ひとたび卒業したら学びは終わり、ひとたび就職したら仕事場は変えないなど、ひとたび選択したら、その後でのやり直しや付け足しは利かないという、誰もが同じ単線的一方通行人生を歩む時代とは異なっていくだろう。チャンスは自らつくるもの、いくらでも学び足しができるし、それによって新たな仕事に就ける、その循環によって生きる歓びを得られるというわけだ。
こんなことを久しぶりに思い起こしたきっかけは、夏休みに観た映画「おじいさんと草原の学校」だ。84歳で小学校に入学したマルゲ爺さん、数年前のケニアでの実話である。彼にとって自由を得るということは「学ぶこと」だった。「文字を読みたい」その強くて純粋な気持ちが、教師の心を動かし、子どもたちの心を動かし、教育委員会を動かし、政府を動かした上に、映画で世界中の人々の心を動かす原動力となったのだ。この映画を観て、私は「人生のターミナル」とは「学び」の時空間なのだと確信できた。それは、エンタテイメントなんかではない。学びこそが、人生のターミナルから未来への推進力になるのだ。

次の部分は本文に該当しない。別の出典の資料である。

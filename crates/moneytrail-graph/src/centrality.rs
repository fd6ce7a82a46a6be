//! Centrality measures.
//!
//! This module provides the per-entity centrality algorithms:
//! - Degree centrality
//! - Betweenness centrality (Brandes algorithm)
//! - Closeness centrality (BFS-based)
//! - Eigenvector centrality (power iteration on the undirected projection)

use crate::types::{EntityGraph, EntityScore};
use moneytrail_core::{
    analyzer::AnalyzerMetadata, domain::Domain, error::AnalysisError, traits::Analyzer,
};
use serde::{Deserialize, Serialize};
use std::collections::VecDeque;

/// Scores per node, indexed like the graph's entities.
#[derive(Debug, Clone, PartialEq, Serialize, Deserialize)]
pub struct CentralityResult {
    /// Score per node.
    pub scores: Vec<f64>,
    /// Number of iterations (for iterative algorithms).
    pub iterations: Option<u32>,
    /// Whether the algorithm converged.
    pub converged: bool,
}

impl CentralityResult {
    fn exact(scores: Vec<f64>) -> Self {
        Self {
            scores,
            iterations: None,
            converged: true,
        }
    }

    /// Top-k entities by score, ties broken by id.
    #[must_use]
    pub fn top_k(&self, graph: &EntityGraph, k: usize) -> Vec<EntityScore> {
        let mut ranked: Vec<EntityScore> = graph
            .entities()
            .iter()
            .zip(&self.scores)
            .map(|(e, &score)| EntityScore {
                entity_id: e.id.clone(),
                score,
            })
            .collect();
        ranked.sort_by(|a, b| {
            b.score
                .partial_cmp(&a.score)
                .unwrap_or(std::cmp::Ordering::Equal)
                .then_with(|| a.entity_id.cmp(&b.entity_id))
        });
        ranked.truncate(k);
        ranked
    }
}

// ============================================================================
// Degree Centrality
// ============================================================================

/// Degree centrality.
///
/// `(in_degree + out_degree) / (n - 1)` over merged edges.
#[derive(Debug, Clone)]
pub struct DegreeCentrality {
    metadata: AnalyzerMetadata,
}

impl DegreeCentrality {
    /// Create a new degree centrality analyzer.
    #[must_use]
    pub fn new() -> Self {
        Self {
            metadata: AnalyzerMetadata::new("graph/degree-centrality", Domain::GraphAnalytics)
                .with_description("Normalized in+out degree"),
        }
    }

    /// Calculate degree centrality for all nodes.
    pub fn compute(graph: &EntityGraph) -> CentralityResult {
        let n = graph.num_nodes();
        let normalizer = if n > 1 { (n - 1) as f64 } else { 1.0 };

        CentralityResult::exact(
            (0..n)
                .map(|i| (graph.in_degree(i) + graph.out_degree(i)) as f64 / normalizer)
                .collect(),
        )
    }
}

impl Default for DegreeCentrality {
    fn default() -> Self {
        Self::new()
    }
}

impl Analyzer for DegreeCentrality {
    fn metadata(&self) -> &AnalyzerMetadata {
        &self.metadata
    }
}

// ============================================================================
// Betweenness Centrality (Brandes Algorithm)
// ============================================================================

/// Betweenness centrality.
///
/// Uses Brandes algorithm for efficient computation in O(VE) time over
/// directed, unweighted shortest paths.
#[derive(Debug, Clone)]
pub struct BetweennessCentrality {
    metadata: AnalyzerMetadata,
}

impl BetweennessCentrality {
    /// Create a new betweenness centrality analyzer.
    #[must_use]
    pub fn new() -> Self {
        Self {
            metadata: AnalyzerMetadata::new("graph/betweenness-centrality", Domain::GraphAnalytics)
                .with_description("Betweenness centrality (Brandes algorithm)"),
        }
    }

    /// Compute betweenness centrality.
    ///
    /// Normalized by `(n-1)(n-2)`; all zeros when `n <= 2`.
    pub fn compute(graph: &EntityGraph) -> CentralityResult {
        let n = graph.num_nodes();
        let mut centrality = vec![0.0f64; n];
        if n <= 2 {
            return CentralityResult::exact(centrality);
        }

        for s in 0..n {
            let mut stack: Vec<usize> = Vec::with_capacity(n);
            let mut predecessors: Vec<Vec<usize>> = vec![Vec::new(); n];
            let mut sigma = vec![0.0f64; n]; // Number of shortest paths
            let mut dist = vec![-1i64; n];

            sigma[s] = 1.0;
            dist[s] = 0;

            let mut queue = VecDeque::new();
            queue.push_back(s);

            while let Some(v) = queue.pop_front() {
                stack.push(v);

                for w in graph.successors(v) {
                    if dist[w] < 0 {
                        dist[w] = dist[v] + 1;
                        queue.push_back(w);
                    }

                    if dist[w] == dist[v] + 1 {
                        sigma[w] += sigma[v];
                        predecessors[w].push(v);
                    }
                }
            }

            // Backward pass - accumulate dependencies
            let mut delta = vec![0.0f64; n];

            while let Some(w) = stack.pop() {
                for &v in &predecessors[w] {
                    delta[v] += (sigma[v] / sigma[w]) * (1.0 + delta[w]);
                }

                if w != s {
                    centrality[w] += delta[w];
                }
            }
        }

        let scale = 1.0 / ((n - 1) * (n - 2)) as f64;
        for c in &mut centrality {
            *c *= scale;
        }

        CentralityResult::exact(centrality)
    }
}

impl Default for BetweennessCentrality {
    fn default() -> Self {
        Self::new()
    }
}

impl Analyzer for BetweennessCentrality {
    fn metadata(&self) -> &AnalyzerMetadata {
        &self.metadata
    }
}

// ============================================================================
// Closeness Centrality
// ============================================================================

/// Closeness centrality.
///
/// Closeness = reachable / sum(shortest_path_distances), following
/// outgoing edges. Zero for nodes that reach nothing.
#[derive(Debug, Clone)]
pub struct ClosenessCentrality {
    metadata: AnalyzerMetadata,
}

impl ClosenessCentrality {
    /// Create a new closeness centrality analyzer.
    #[must_use]
    pub fn new() -> Self {
        Self {
            metadata: AnalyzerMetadata::new("graph/closeness-centrality", Domain::GraphAnalytics)
                .with_description("Closeness centrality (BFS-based)"),
        }
    }

    /// Compute closeness centrality using BFS from each node.
    pub fn compute(graph: &EntityGraph) -> CentralityResult {
        let n = graph.num_nodes();
        let mut centrality = vec![0.0f64; n];

        for (source, score) in centrality.iter_mut().enumerate() {
            let distances = Self::bfs_distances(graph, source);
            let sum: u64 = distances.iter().flatten().sum();
            let reachable = distances.iter().flatten().filter(|&&d| d > 0).count();

            if sum > 0 && reachable > 0 {
                *score = reachable as f64 / sum as f64;
            }
        }

        CentralityResult::exact(centrality)
    }

    /// BFS distances from `source`; `None` for unreachable nodes.
    fn bfs_distances(graph: &EntityGraph, source: usize) -> Vec<Option<u64>> {
        let mut distances = vec![None; graph.num_nodes()];
        distances[source] = Some(0);

        let mut queue = VecDeque::new();
        queue.push_back((source, 0u64));

        while let Some((v, d)) = queue.pop_front() {
            for w in graph.successors(v) {
                if distances[w].is_none() {
                    distances[w] = Some(d + 1);
                    queue.push_back((w, d + 1));
                }
            }
        }

        distances
    }
}

impl Default for ClosenessCentrality {
    fn default() -> Self {
        Self::new()
    }
}

impl Analyzer for ClosenessCentrality {
    fn metadata(&self) -> &AnalyzerMetadata {
        &self.metadata
    }
}

// ============================================================================
// Eigenvector Centrality
// ============================================================================

/// Eigenvector centrality.
///
/// Power iteration on `A + I` of the unweighted undirected projection
/// (self-loops ignored). The identity shift keeps bipartite components from
/// oscillating and leaves the eigenvectors unchanged.
#[derive(Debug, Clone)]
pub struct EigenvectorCentrality {
    metadata: AnalyzerMetadata,
}

impl EigenvectorCentrality {
    /// Create a new eigenvector centrality analyzer.
    #[must_use]
    pub fn new() -> Self {
        Self {
            metadata: AnalyzerMetadata::new("graph/eigenvector-centrality", Domain::GraphAnalytics)
                .with_description("Eigenvector centrality (power iteration)"),
        }
    }

    /// Compute eigenvector centrality using power iteration.
    ///
    /// Converged when the L1 change between iterations drops below
    /// `tolerance * n`.
    pub fn compute(graph: &EntityGraph, max_iterations: u32, tolerance: f64) -> CentralityResult {
        let n = graph.num_nodes();
        if n == 0 {
            return CentralityResult {
                scores: Vec::new(),
                iterations: Some(0),
                converged: true,
            };
        }

        let neighbors = graph.undirected_projection();
        let mut scores = vec![1.0 / (n as f64).sqrt(); n];
        let mut new_scores = vec![0.0f64; n];
        let mut converged = false;
        let mut iterations = 0u32;

        for iter in 0..max_iterations {
            iterations = iter + 1;

            // x_i = x_i + sum(A_ij * x_j)
            for (i, row) in neighbors.iter().enumerate() {
                new_scores[i] = scores[i] + row.iter().map(|&(j, _)| scores[j]).sum::<f64>();
            }

            let norm: f64 = new_scores.iter().map(|x| x * x).sum::<f64>().sqrt();
            if norm > 0.0 {
                for x in &mut new_scores {
                    *x /= norm;
                }
            }

            let diff: f64 = scores
                .iter()
                .zip(new_scores.iter())
                .map(|(a, b)| (a - b).abs())
                .sum();

            std::mem::swap(&mut scores, &mut new_scores);

            if diff < tolerance * n as f64 {
                converged = true;
                break;
            }
        }

        CentralityResult {
            scores,
            iterations: Some(iterations),
            converged,
        }
    }

    /// Like `compute`, but a non-converged run yields zeros and an error.
    pub fn compute_or_degrade(
        graph: &EntityGraph,
        max_iterations: u32,
        tolerance: f64,
    ) -> (CentralityResult, Option<AnalysisError>) {
        let result = Self::compute(graph, max_iterations, tolerance);
        if result.converged {
            return (result, None);
        }

        let iterations = result.iterations.unwrap_or(max_iterations);
        tracing::warn!(
            iterations,
            nodes = graph.num_nodes(),
            "Eigenvector centrality did not converge, falling back to zeros"
        );
        (
            CentralityResult {
                scores: vec![0.0; graph.num_nodes()],
                iterations: Some(iterations),
                converged: false,
            },
            Some(AnalysisError::Centrality { iterations }),
        )
    }
}

impl Default for EigenvectorCentrality {
    fn default() -> Self {
        Self::new()
    }
}

impl Analyzer for EigenvectorCentrality {
    fn metadata(&self) -> &AnalyzerMetadata {
        &self.metadata
    }
}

そしてもう一つ、まさにターミナルのエピソードもある。先日、出張の途中で旺盛な好奇心が騒ぎ、リニューアルして話題となっている大阪駅を暫し探訪してきた。ヨーロッパの鉄道ターミナルを思い起こさせるような、駅全体を天井高く覆う明るい大屋根、駅の南北をつなぐのは連絡橋というよりは、「時空の広場」という名のとおり広場である。その広場には金と銀の時計が据えられていた。私は暫しターミナルに集っては散っていく多くの人々の様子をショッピングビルの上の方から眺めていたが、そのシーンはまさに時空間そして人々の暮らしの結節点であった。本格的な学びから、小さな気づきのような学びまで、自発的なターミナルづくりによって学び続ける生き方を楽しみたいものだ。